AMENDED AND RESTATED CODE OF BUSINESS CONDUCT AND ETHICS

 

This Amended and Restated Code of Business Conduct and Ethics (this “Code”) covers a wide range of business practices and procedures. It does not cover every issue that may occur or arise, but it sets out basic principles to guide employees, officers and directors of GTJ REIT, Inc., a Maryland corporation, (the “Company”). The board of directors of the Company (the “Board”) has adopted this Code in order to:

 

a)

promote honest and ethical conduct, including the ethical handling of actual or apparent conflicts of interest;

 

b)

promote full, fair, accurate, timely and understandable disclosure in reports and documents that the Company files with, or submits to, the Securities and Exchange Commission (the “SEC”) and in other public communications made by the Company;

 

c)

promote compliance with governmental laws, rules and regulations applicable to the Company;

 

d)

promote the protection of Company assets, including corporate opportunities and confidential information;

 

e)

promote fair dealing practices;

 

f)

deter wrongdoing; and

 

g)

ensure accountability for adherence to this Code.

Our employees, officers and directors must conduct themselves accordingly and seek to avoid even the appearance of improper behavior. Each employee, officer and director will be required to sign a certification in the form of Exhibit A hereto.

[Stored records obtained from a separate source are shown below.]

//! Output projections with relation display fields resolved.
//!
//! Projection never fails: a relation that could not be resolved shows up
//! as an absent id/name pair.

use chrono::NaiveDate;
use serde::{Deserialize, Serialize};

use crate::domain::{City, Department, Role, User};

#[derive(Debug, Clone, PartialEq, Eq, Serialize, Deserialize)]
pub struct DepartmentView {
    pub id: i32,
    pub name: String,
}

impl From<&Department> for DepartmentView {
    fn from(d: &Department) -> Self { Self { id: d.id, name: d.name.clone() } }
}

#[derive(Debug, Clone, PartialEq, Eq, Serialize, Deserialize)]
pub struct RoleView {
    pub id: i32,
    pub name: String,
}

impl From<&Role> for RoleView {
    fn from(r: &Role) -> Self { Self { id: r.id, name: r.name.clone() } }
}

#[derive(Debug, Clone, PartialEq, Eq, Serialize, Deserialize)]
#[serde(rename_all = "camelCase")]
pub struct CityView {
    pub id: i32,
    pub name: String,
    pub department_id: Option<i32>,
    pub department_name: Option<String>,
}

impl CityView {
    pub fn project(city: &City, department: Option<&Department>) -> Self {
        Self {
            id: city.id,
            name: city.name.clone(),
            department_id: department.map(|d| d.id),
            department_name: department.map(|d| d.name.clone()),
        }
    }
}

/// Relations resolved for one user; any may be missing.
#[derive(Debug, Clone, Default)]
pub struct UserRelations {
    pub city: Option<City>,
    pub department: Option<Department>,
    pub role: Option<Role>,
}

#[derive(Debug, Clone, PartialEq, Eq, Serialize, Deserialize)]
#[serde(rename_all = "camelCase")]
pub struct UserView {
    pub id: i32,
    pub name: String,
    pub email: String,
    pub phone: Option<String>,
    pub registered_on: NaiveDate,
    pub address_detail: Option<String>,
    pub city_id: Option<i32>,
    pub city_name: Option<String>,
    pub department_id: Option<i32>,
    pub department_name: Option<String>,
    pub role_id: Option<i32>,
    pub role_name: Option<String>,
}

impl UserView {
    pub fn project(user: &User, relations: &UserRelations) -> Self {
        let city = relations.city.as_ref();
        let department = relations.department.as_ref();
        let role = relations.role.as_ref();
        Self {
            id: user.id,
            name: user.name.clone(),
            email: user.email.clone(),
            phone: user.phone.clone(),
            registered_on: user.registered_on,
            address_detail: user.address_detail.clone(),
            city_id: city.map(|c| c.id),
            city_name: city.map(|c| c.name.clone()),
            department_id: department.map(|d| d.id),
            department_name: department.map(|d| d.name.clone()),
            role_id: role.map(|r| r.id),
            role_name: role.map(|r| r.name.clone()),
        }
    }
}

#[cfg(test)]
mod tests {
    use super::*;

    fn user() -> User {
        User {
            id: 7,
            name: "Maria Lopez".into(),
            email: "maria@example.com".into(),
            phone: None,
            registered_on: NaiveDate::from_ymd_opt(2024, 5, 2).unwrap(),
            address_detail: None,
            city_id: 1,
            department_id: 1,
            role_id: 1,
        }
    }

    #[test]
    fn resolved_relations_are_flattened() {
        let relations = UserRelations {
            city: Some(City { id: 1, name: "Miraflores".into(), department_id: 1 }),
            department: Some(Department { id: 1, name: "Lima".into() }),
            role: Some(Role { id: 1, name: "Admin".into() }),
        };
        let view = UserView::project(&user(), &relations);
        assert_eq!(view.city_id, Some(1));
        assert_eq!(view.city_name.as_deref(), Some("Miraflores"));
        assert_eq!(view.department_name.as_deref(), Some("Lima"));
        assert_eq!(view.role_name.as_deref(), Some("Admin"));
    }

    #[test]
    fn missing_relations_project_as_absent() {
        let view = UserView::project(&user(), &UserRelations::default());
        assert_eq!(view.id, 7);
        assert_eq!((view.city_id, view.city_name), (None, None));
        assert_eq!((view.department_id, view.department_name), (None, None));
        assert_eq!((view.role_id, view.role_name), (None, None));
    }

    #[test]
    fn city_without_department_projects_absent_pair() {
        let city = City { id: 3, name: "Surco".into(), department_id: 1 };
        let view = CityView::project(&city, None);
        assert_eq!(view.department_id, None);
        assert_eq!(view.department_name, None);
    }

    #[test]
    fn user_view_serializes_camel_case() {
        let json = serde_json::to_value(UserView::project(&user(), &UserRelations::default())).unwrap();
        assert_eq!(json["registeredOn"], "2024-05-02");
        assert!(json["cityName"].is_null());
    }
}
use axum::{
    extract::{Path, Query, State},
    http::StatusCode,
    routing::get,
    Json, Router,
};
use common::pagination::Page;
use service::domain::{CreateUserInput, UserPatch};
use service::view::UserView;
use tracing::info;

use crate::errors::{ApiJson, JsonApiError};
use crate::routes::{AppState, SearchQuery};

pub fn router() -> Router<AppState> {
    Router::new()
        .route("/", get(search).post(create))
        .route("/:id", get(find).put(update).delete(remove))
}

async fn search(State(state): State<AppState>, Query(q): Query<SearchQuery>) -> Result<Json<Page<UserView>>, JsonApiError> {
    let page = state.services.users.search(q.q.as_deref(), q.pagination()).await?;
    info!(count = page.content.len(), total = page.total_elements, "user_search");
    Ok(Json(page))
}

async fn create(State(state): State<AppState>, ApiJson(input): ApiJson<CreateUserInput>) -> Result<(StatusCode, Json<UserView>), JsonApiError> {
    let view = state.services.users.create(input).await?;
    Ok((StatusCode::CREATED, Json(view)))
}

async fn find(State(state): State<AppState>, Path(id): Path<i32>) -> Result<Json<UserView>, JsonApiError> {
    Ok(Json(state.services.users.find_by_id(id).await?))
}

async fn update(
    State(state): State<AppState>,
    Path(id): Path<i32>,
    ApiJson(patch): ApiJson<UserPatch>,
) -> Result<Json<UserView>, JsonApiError> {
    Ok(Json(state.services.users.update(id, patch).await?))
}

async fn remove(State(state): State<AppState>, Path(id): Path<i32>) -> Result<StatusCode, JsonApiError> {
    if state.services.users.delete(id).await? {
        Ok(StatusCode::NO_CONTENT)
    } else {
        Err(JsonApiError::new(StatusCode::NOT_FOUND, "Not Found", Some(format!("user {id} not found"))))
    }
}
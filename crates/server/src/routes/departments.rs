use axum::{
    extract::{Path, Query, State},
    http::StatusCode,
    routing::get,
    Json, Router,
};
use common::pagination::Page;
use service::domain::{CreateDepartmentInput, DepartmentPatch};
use service::view::{CityView, DepartmentView, UserView};

use crate::errors::{ApiJson, JsonApiError};
use crate::routes::{AppState, SearchQuery};

pub fn router() -> Router<AppState> {
    Router::new()
        .route("/", get(search).post(create))
        .route("/:id", get(find).put(update).delete(remove))
        .route("/:id/cities", get(cities))
        .route("/:id/users", get(users))
}

async fn search(State(state): State<AppState>, Query(q): Query<SearchQuery>) -> Result<Json<Page<DepartmentView>>, JsonApiError> {
    Ok(Json(state.services.departments.search(q.q.as_deref(), q.pagination()).await?))
}

async fn create(
    State(state): State<AppState>,
    ApiJson(input): ApiJson<CreateDepartmentInput>,
) -> Result<(StatusCode, Json<DepartmentView>), JsonApiError> {
    let view = state.services.departments.create(input).await?;
    Ok((StatusCode::CREATED, Json(view)))
}

async fn find(State(state): State<AppState>, Path(id): Path<i32>) -> Result<Json<DepartmentView>, JsonApiError> {
    Ok(Json(state.services.departments.find_by_id(id).await?))
}

async fn update(
    State(state): State<AppState>,
    Path(id): Path<i32>,
    ApiJson(patch): ApiJson<DepartmentPatch>,
) -> Result<Json<DepartmentView>, JsonApiError> {
    Ok(Json(state.services.departments.update(id, patch).await?))
}

async fn remove(State(state): State<AppState>, Path(id): Path<i32>) -> Result<StatusCode, JsonApiError> {
    if state.services.departments.delete(id).await? {
        Ok(StatusCode::NO_CONTENT)
    } else {
        Err(JsonApiError::new(StatusCode::NOT_FOUND, "Not Found", Some(format!("department {id} not found"))))
    }
}

async fn cities(
    State(state): State<AppState>,
    Path(id): Path<i32>,
    Query(q): Query<SearchQuery>,
) -> Result<Json<Page<CityView>>, JsonApiError> {
    Ok(Json(state.services.cities.list_by_department(id, q.pagination()).await?))
}

async fn users(
    State(state): State<AppState>,
    Path(id): Path<i32>,
    Query(q): Query<SearchQuery>,
) -> Result<Json<Page<UserView>>, JsonApiError> {
    Ok(Json(state.services.users.list_by_department(id, q.pagination()).await?))
}
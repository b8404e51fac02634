use std::{net::SocketAddr, sync::Arc};

use axum::Router;
use common::utils::logging::{init_logging_default, init_logging_json};
use configs::AppConfig;
use dotenvy::dotenv;
use migration::MigratorTrait;
use service::{repo::seaorm::SeaOrmStore, services::Services};
use tower_http::cors::CorsLayer;
use tracing::{info, warn};

use crate::errors::StartupError;
use crate::routes::{self, AppState};

fn build_cors() -> CorsLayer {
    CorsLayer::very_permissive()
}

/// `config.toml` (or `CONFIG_PATH`) first; without a readable file, env vars.
fn load_config() -> Result<AppConfig, StartupError> {
    match AppConfig::load_and_validate() {
        Ok(cfg) => Ok(cfg),
        Err(file_err) => AppConfig::from_env().map_err(|env_err| {
            StartupError::InvalidConfig(format!("config file: {file_err}; environment: {env_err}"))
        }),
    }
}

fn bind_addr(cfg: &AppConfig) -> Result<SocketAddr, StartupError> {
    format!("{}:{}", cfg.server.host, cfg.server.port)
        .parse()
        .map_err(|e| StartupError::InvalidConfig(format!("server address: {e}")))
}

/// Router over a ready service set; shared by `run` and the HTTP tests.
pub fn app(services: Services) -> Router {
    routes::build_router(AppState { services }, build_cors())
}

/// Public entry: load config, migrate, build the app and serve.
pub async fn run() -> anyhow::Result<()> {
    dotenv().ok();
    let cfg = load_config()?;
    if cfg.logging.json { init_logging_json() } else { init_logging_default() }

    let db = models::db::connect_with_config(&cfg.database).await?;
    if let Err(e) = migration::Migrator::up(&db, None).await {
        warn!(error = %e, "migrations failed");
        return Err(e.into());
    }

    let services = Services::from_store(Arc::new(SeaOrmStore::new(db)));
    let app = app(services);

    let addr = bind_addr(&cfg)?;
    info!(%addr, "starting server");
    let listener = tokio::net::TcpListener::bind(addr).await?;
    axum::serve(listener, app).await?;
    Ok(())
}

Those employees, officers or directors who violate this Code will be subject to disciplinary action, up to and including termination of employment or other service or removal as a director from the Board. If you are in a situation which you believe may violate or lead to a violation of this Code, please follow the guidelines described in Section 14 of this Code.

1.

COMPLIANCE WITH LAWS, RULES AND REGULATIONS

Obeying the law, both in letter and in spirit, is the foundation on which the ethical standards of the Company are built. All employees, officers and directors must respect, obey and comply with all applicable governmental laws, rules and regulations, including those of the cities, states and countries in which we operate. Although not all employees, officers and directors are expected to know the details of these laws, rules and regulations, it is important to know enough to determine when to seek advice from our executive officers or legal counsel. The

 


Company will, as necessary, hold information and training sessions to promote compliance with relevant laws, rules and regulations.

2.

CONFLICTS OF INTEREST

A conflict of interest exists when a person’s private interests (or the interests of a member of his or her family) conflict in any way with the interests of the Company. A conflict situation can arise when an employee, officer or director (or a member of his or her family) takes action or has interests that may make it difficult to perform his or her Company work objectively and effectively. Conflicts of interest may also arise when an employee, officer or director, or members of his or her family, receives improper personal benefits as a result of his or her position at the Company. Loans by the Company to, or guarantees by the Company of obligations of, any director or executive officer of the Company are expressly prohibited.

It is a conflict of interest for an employee, officer or director to work simultaneously for, or be a director or consultant for, a competitor, tenant or supplier. The best policy is to avoid any direct or indirect business connection with the Company’s competitors, tenants or suppliers, except on our behalf.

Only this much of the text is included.